Sales of cars and light trucks plunged after the Japanese earthquake from an annual rate of 13.1 million vehicles in April to an annual rate of 11.8 million vehicles in May. That’s slightly better than last year, but 2009 and 2010 were the first years since 1982 in which Americans bought fewer than 12 million vehicles.

The decline, it seems clear, was driven by a lack of supply. The flow of vehicles from Japan came to a standstill. The 150-acre Toyota parking lot in Long Beach, Calif., where imported cars usually sit in long white rows, is as empty as the blacktop around a football stadium in springtime.
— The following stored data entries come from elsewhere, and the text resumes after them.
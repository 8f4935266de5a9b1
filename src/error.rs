//! Error types for the relink linkage engine
//!
//! This module provides comprehensive error handling using thiserror for
//! structured error definitions and anyhow for error propagation in the binary.
//!
//! Per-signal and per-pair failures (`MalformedSignal`, `InsufficientSignal`,
//! `Backpressure`, `DecisionFinalized`) are recoverable: callers log them and
//! keep processing the stream. `LedgerIntegrity` and `Configuration` are the
//! only system-level failures.

use thiserror::Error;

/// Main error type for relink operations
#[derive(Error, Debug)]
pub enum RelinkError {
    /// Raw signal is missing a mandatory field or carries an unparseable one
    #[error("Malformed signal: {0}")]
    MalformedSignal(String),

    /// Too few features were comparable between the two signals
    #[error("Insufficient signal: {comparable} comparable features, {required} required")]
    InsufficientSignal { comparable: usize, required: usize },

    /// Hash chain broken
    #[error("Ledger integrity violated at sequence {sequence_number}: {reason}")]
    LedgerIntegrity { sequence_number: u64, reason: String },

    /// Persisted ledger uses a format this build does not understand
    #[error("Unsupported ledger format: {0}")]
    UnsupportedLedgerFormat(String),

    /// Invalid thresholds, weights or feature definitions
    #[error("Configuration error: {0}")]
    Configuration(String),

    /// Reset event violates epoch monotonicity
    #[error("Invalid reset event: {0}")]
    InvalidResetEvent(String),

    /// Ingestion queue is full and the policy rejects new signals
    #[error("Ingestion queue full ({capacity} signals)")]
    Backpressure { capacity: usize },

    /// Evidence arrived for a decision that has already been frozen
    #[error("Decision already finalized: {0}")]
    DecisionFinalized(String),

    /// No decision exists for the requested pair
    #[error("Pair not found: {0}")]
    PairNotFound(String),

    /// Layered configuration loading failed
    #[error("Config source error: {0}")]
    Config(#[from] config::ConfigError),

    /// TOML parse error
    #[error("TOML error: {0}")]
    Toml(#[from] toml::de::Error),

    /// I/O error
    #[error("I/O error: {0}")]
    Io(#[from] std::io::Error),

    /// Serialization error
    #[error("Serialization error: {0}")]
    Serialization(#[from] serde_json::Error),

    /// Generic error with context
    #[error("{0}")]
    Other(String),
}

impl RelinkError {
    /// Whether the error requires operator attention rather than local recovery
    pub fn is_fatal(&self) -> bool {
        matches!(
            self,
            RelinkError::LedgerIntegrity { .. }
                | RelinkError::Configuration(_)
                | RelinkError::Config(_)
                | RelinkError::Toml(_)
                | RelinkError::UnsupportedLedgerFormat(_)
        )
    }
}

/// Result type alias for relink operations
pub type Result<T> = std::result::Result<T, RelinkError>;

/// Convert anyhow::Error to RelinkError
impl From<anyhow::Error> for RelinkError {
    fn from(err: anyhow::Error) -> Self {
        RelinkError::Other(err.to_string())
    }
}
//! Similarity scoring for candidate pairs
//!
//! - **decay**: time-decay multiplier and the pairing horizon
//! - **similarity**: weighted per-feature similarity across a reset boundary

pub mod decay;
pub mod similarity;

pub use decay::TimeDecay;
pub use similarity::{feature_similarity, SimilarityScorer};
American factories also were disrupted. Most Toyotas sold in America are built in America, but many of the parts come from Japan. Companies based in the United States like Ford and General Motors also rely on Japanese parts. North American factories made 4 percent fewer cars and light trucks in May than in the same month last year, according to the trade publication Ward’s, which covers the auto industry.

The results can be seen most clearly in the dwindling inventory of vehicles available for sale. The standard metric compares vehicles sold on an average day with those available for sale. Ward’s reported that inventories would last 54 days at the end of April, but only 49 days by the end of May. And this ratio was buoyed by the declining pace of sales — actual inventories fell by an even larger increment.

With demand outstripping supply, automakers and dealers cut back on incentives. Edmunds.com reported that incentives on new cars fell 20 percent in April compared to the previous year. The average incentive of $2,118 on a new car was the lowest in seven years. It then dropped again in May.

This chain reaction — lower supply, higher prices, lower demand — is a key reason the economy is falling short of forecasts in the second quarter. It also has helped to drive up inflation indexes.

But there is a silver lining: By all indications, it is a problem that already appears to be fading away.

The Fed’s chairman, Ben S. Bernanke, included it Wednesday on a list of “factors that are likely to be temporary” in predicting that the pace of growth will increase in the third quarter.

Car companies outside Japan are ramping up production, hoping to lure away customers. And the Japanese automakers are racing to respond.

Toyota, the world’s largest automaker before the earthquake, said its Japanese factories will not resume full production until November. But its American factories, which produce most of the models sold in the United States, will return to full production by September, much earlier than expected.

The company told the trade publication Automotive News earlier this week that it was resuming its advertising campaigns and increasing its offers of sales incentives.

“There’s a perception that there’s no cars around, but we have good supply and got the pipeline going, so we are shifting focus to marketing,” Bob Carter, a Toyota executive, told Automotive News. “We have deals, and dealers have the vehicles.”